HIV-Associated plasmablastic lymphoma in the era of highly active antiretroviral therapy: a single center experience of 21 patients.

OBJECTIVES Patients with human immunodeficiency virus (HIV) infection have an increased risk of developing plasmablastic lymphoma (PBL). In this study, we reviewed the clinicopathologic features of PBL in HIV+ patients in the era of highly active anti-retroviral therapy (HAART) from a single health center. DESIGN Retrospective study. METHODS The morphologic, immunophenotypic and clinical features were reviewed in these HIV+ patients with PBL and univariate analysis was employed to determine the survival prognosis. RESULTS During the interval of 1/1/2008-12/30/2018, we identified 95 HIV+ patients with aggressive non-Hodgkin B-cell lymphomas.

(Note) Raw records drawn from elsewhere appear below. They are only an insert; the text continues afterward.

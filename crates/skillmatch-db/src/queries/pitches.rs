use crate::Database;
use crate::models::{PitchInterestRow, PitchRow, ProfileRow};
use anyhow::Result;
use rusqlite::OptionalExtension;

const PITCH_COLUMNS: &str =
    "id, creator_id, title, description, required_skills, status, revealed_at, created_at";

impl Database {
    pub fn create_pitch(
        &self,
        id: &str,
        creator_id: &str,
        title: &str,
        description: &str,
        required_skills_json: &str,
    ) -> Result<()> {
        self.with_conn(|conn| {
            conn.execute(
                "INSERT INTO anonymous_pitches
                     (id, creator_id, title, description, required_skills, status)
                 VALUES (?1, ?2, ?3, ?4, ?5, 'open')",
                (id, creator_id, title, description, required_skills_json),
            )?;
            Ok(())
        })
    }

    /// Browse view: open pitches only, excluding the caller's own, newest
    /// first. Revealed pitches drop out implicitly via the status filter.
    pub fn list_open_pitches_excluding(&self, user_id: &str) -> Result<Vec<PitchRow>> {
        self.with_conn(|conn| {
            let sql = format!(
                "SELECT {PITCH_COLUMNS} FROM anonymous_pitches
                 WHERE status = 'open' AND creator_id != ?1
                 ORDER BY created_at DESC, rowid DESC"
            );
            let mut stmt = conn.prepare(&sql)?;
            let rows = stmt
                .query_map([user_id], map_pitch)?
                .collect::<std::result::Result<Vec<_>, _>>()?;
            Ok(rows)
        })
    }

    pub fn list_pitches_by(&self, creator_id: &str) -> Result<Vec<PitchRow>> {
        self.with_conn(|conn| {
            let sql = format!(
                "SELECT {PITCH_COLUMNS} FROM anonymous_pitches
                 WHERE creator_id = ?1
                 ORDER BY created_at DESC, rowid DESC"
            );
            let mut stmt = conn.prepare(&sql)?;
            let rows = stmt
                .query_map([creator_id], map_pitch)?
                .collect::<std::result::Result<Vec<_>, _>>()?;
            Ok(rows)
        })
    }

    pub fn get_pitch(&self, id: &str) -> Result<Option<PitchRow>> {
        self.with_conn(|conn| {
            let sql = format!("SELECT {PITCH_COLUMNS} FROM anonymous_pitches WHERE id = ?1");
            let mut stmt = conn.prepare(&sql)?;
            let row = stmt.query_row([id], map_pitch).optional()?;
            Ok(row)
        })
    }

    /// One-way `open -> revealed` transition, creator-triggered only.
    /// Returns whether a row transitioned.
    pub fn reveal_pitch(&self, id: &str, creator_id: &str) -> Result<bool> {
        self.with_conn(|conn| {
            let n = conn.execute(
                "UPDATE anonymous_pitches
                 SET status = 'revealed', revealed_at = datetime('now')
                 WHERE id = ?1 AND creator_id = ?2 AND status = 'open'",
                [id, creator_id],
            )?;
            Ok(n > 0)
        })
    }

    // -- Interest --

    pub fn add_pitch_interest(
        &self,
        id: &str,
        pitch_id: &str,
        user_id: &str,
        message: &str,
    ) -> Result<()> {
        self.with_conn(|conn| {
            conn.execute(
                "INSERT INTO pitch_interest (id, pitch_id, user_id, message)
                 VALUES (?1, ?2, ?3, ?4)",
                (id, pitch_id, user_id, message),
            )?;
            Ok(())
        })
    }

    pub fn has_pitch_interest(&self, pitch_id: &str, user_id: &str) -> Result<bool> {
        self.with_conn(|conn| {
            let found: Option<i64> = conn
                .query_row(
                    "SELECT 1 FROM pitch_interest WHERE pitch_id = ?1 AND user_id = ?2",
                    [pitch_id, user_id],
                    |row| row.get(0),
                )
                .optional()?;
            Ok(found.is_some())
        })
    }

    /// Interests with each interested user's profile, for the creator's own
    /// pitch view.
    pub fn list_pitch_interests(&self, pitch_id: &str) -> Result<Vec<(PitchInterestRow, ProfileRow)>> {
        self.with_conn(|conn| {
            let mut stmt = conn.prepare(
                "SELECT pi.id, pi.pitch_id, pi.user_id, pi.message, pi.created_at,
                        p.id, p.full_name, p.bio, p.year, p.major
                 FROM pitch_interest pi
                 JOIN profiles p ON p.id = pi.user_id
                 WHERE pi.pitch_id = ?1
                 ORDER BY pi.created_at",
            )?;
            let rows = stmt
                .query_map([pitch_id], |row| {
                    Ok((
                        PitchInterestRow {
                            id: row.get(0)?,
                            pitch_id: row.get(1)?,
                            user_id: row.get(2)?,
                            message: row.get(3)?,
                            created_at: row.get(4)?,
                        },
                        ProfileRow {
                            id: row.get(5)?,
                            full_name: row.get(6)?,
                            bio: row.get(7)?,
                            year: row.get(8)?,
                            major: row.get(9)?,
                        },
                    ))
                })?
                .collect::<std::result::Result<Vec<_>, _>>()?;
            Ok(rows)
        })
    }
}

fn map_pitch(row: &rusqlite::Row<'_>) -> std::result::Result<PitchRow, rusqlite::Error> {
    Ok(PitchRow {
        id: row.get(0)?,
        creator_id: row.get(1)?,
        title: row.get(2)?,
        description: row.get(3)?,
        required_skills: row.get(4)?,
        status: row.get(5)?,
        revealed_at: row.get(6)?,
        created_at: row.get(7)?,
    })
}

#[cfg(test)]
mod tests {
    use crate::Database;
    use crate::test_util::seed_student;
    use uuid::Uuid;

    fn pitch(db: &Database, creator: &str) -> String {
        let id = Uuid::new_v4().to_string();
        db.create_pitch(&id, creator, "Stealth idea", "details", "[]")
            .unwrap();
        id
    }

    #[test]
    fn creator_never_sees_their_own_open_pitch_in_browse() {
        let db = Database::open_in_memory().unwrap();
        let ada = seed_student(&db, "ada@campus.edu", "Ada");
        let brian = seed_student(&db, "brian@campus.edu", "Brian");

        pitch(&db, &ada);

        assert!(db.list_open_pitches_excluding(&ada).unwrap().is_empty());
        assert_eq!(db.list_open_pitches_excluding(&brian).unwrap().len(), 1);
    }

    #[test]
    fn reveal_is_one_way_and_creator_only() {
        let db = Database::open_in_memory().unwrap();
        let ada = seed_student(&db, "ada@campus.edu", "Ada");
        let brian = seed_student(&db, "brian@campus.edu", "Brian");

        let id = pitch(&db, &ada);

        // Not the creator: no transition.
        assert!(!db.reveal_pitch(&id, &brian).unwrap());

        assert!(db.reveal_pitch(&id, &ada).unwrap());
        let row = db.get_pitch(&id).unwrap().unwrap();
        assert_eq!(row.status, "revealed");
        assert!(row.revealed_at.is_some());

        // Already revealed: the transition does not fire twice.
        assert!(!db.reveal_pitch(&id, &ada).unwrap());
    }

    #[test]
    fn revealed_pitch_leaves_the_browse_list() {
        let db = Database::open_in_memory().unwrap();
        let ada = seed_student(&db, "ada@campus.edu", "Ada");
        let brian = seed_student(&db, "brian@campus.edu", "Brian");

        let id = pitch(&db, &ada);
        assert_eq!(db.list_open_pitches_excluding(&brian).unwrap().len(), 1);

        db.reveal_pitch(&id, &ada).unwrap();
        assert!(db.list_open_pitches_excluding(&brian).unwrap().is_empty());
    }

    #[test]
    fn interest_is_unique_per_user() {
        let db = Database::open_in_memory().unwrap();
        let ada = seed_student(&db, "ada@campus.edu", "Ada");
        let brian = seed_student(&db, "brian@campus.edu", "Brian");

        let id = pitch(&db, &ada);
        db.add_pitch_interest(&Uuid::new_v4().to_string(), &id, &brian, "hi")
            .unwrap();
        assert!(db.has_pitch_interest(&id, &brian).unwrap());
        assert!(
            db.add_pitch_interest(&Uuid::new_v4().to_string(), &id, &brian, "again")
                .is_err()
        );

        let interests = db.list_pitch_interests(&id).unwrap();
        assert_eq!(interests.len(), 1);
        assert_eq!(interests[0].1.full_name, "Brian");
    }
}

Among these patients, there were 21 (22%) patients with PBL (19 men and 2 women; median age: 45 years). Seven patients had PBL at their initial HIV diagnosis and 14 developed PBL after a median interval of 7.7 months of HIV diagnosis. Lymph nodes (n=10), oral cavity/sinonasal mass (n = 6) and rectal masses (n = 5) were the common involved sites, and 5 of 15 (33%) had bone marrow involvement. Lymphoma cells were immunoreactive for MUM-1/IRF4 (100%), CD138 (90%), CD45 (63%), CD79a (47%), and CD30 (25%). Proliferation rate assessed by Ki67 was ≥ 90% in 18/20 cases. Eighteen patients received chemotherapy including EPOCH (n = 13) and CHOP (n = 2). With a median follow-up time of 19 months, 9/17 patients died. Bone marrow involvement was associated with a poorer overall survival (median: 4.7 months, p = 0.015). CONCLUSIONS PBL is the second most common type of aggressive lymphoma and often presents in lymph nodes of patients with poorly controlled HIV infection. Bone marrow involvement is associated with a poorer outcome.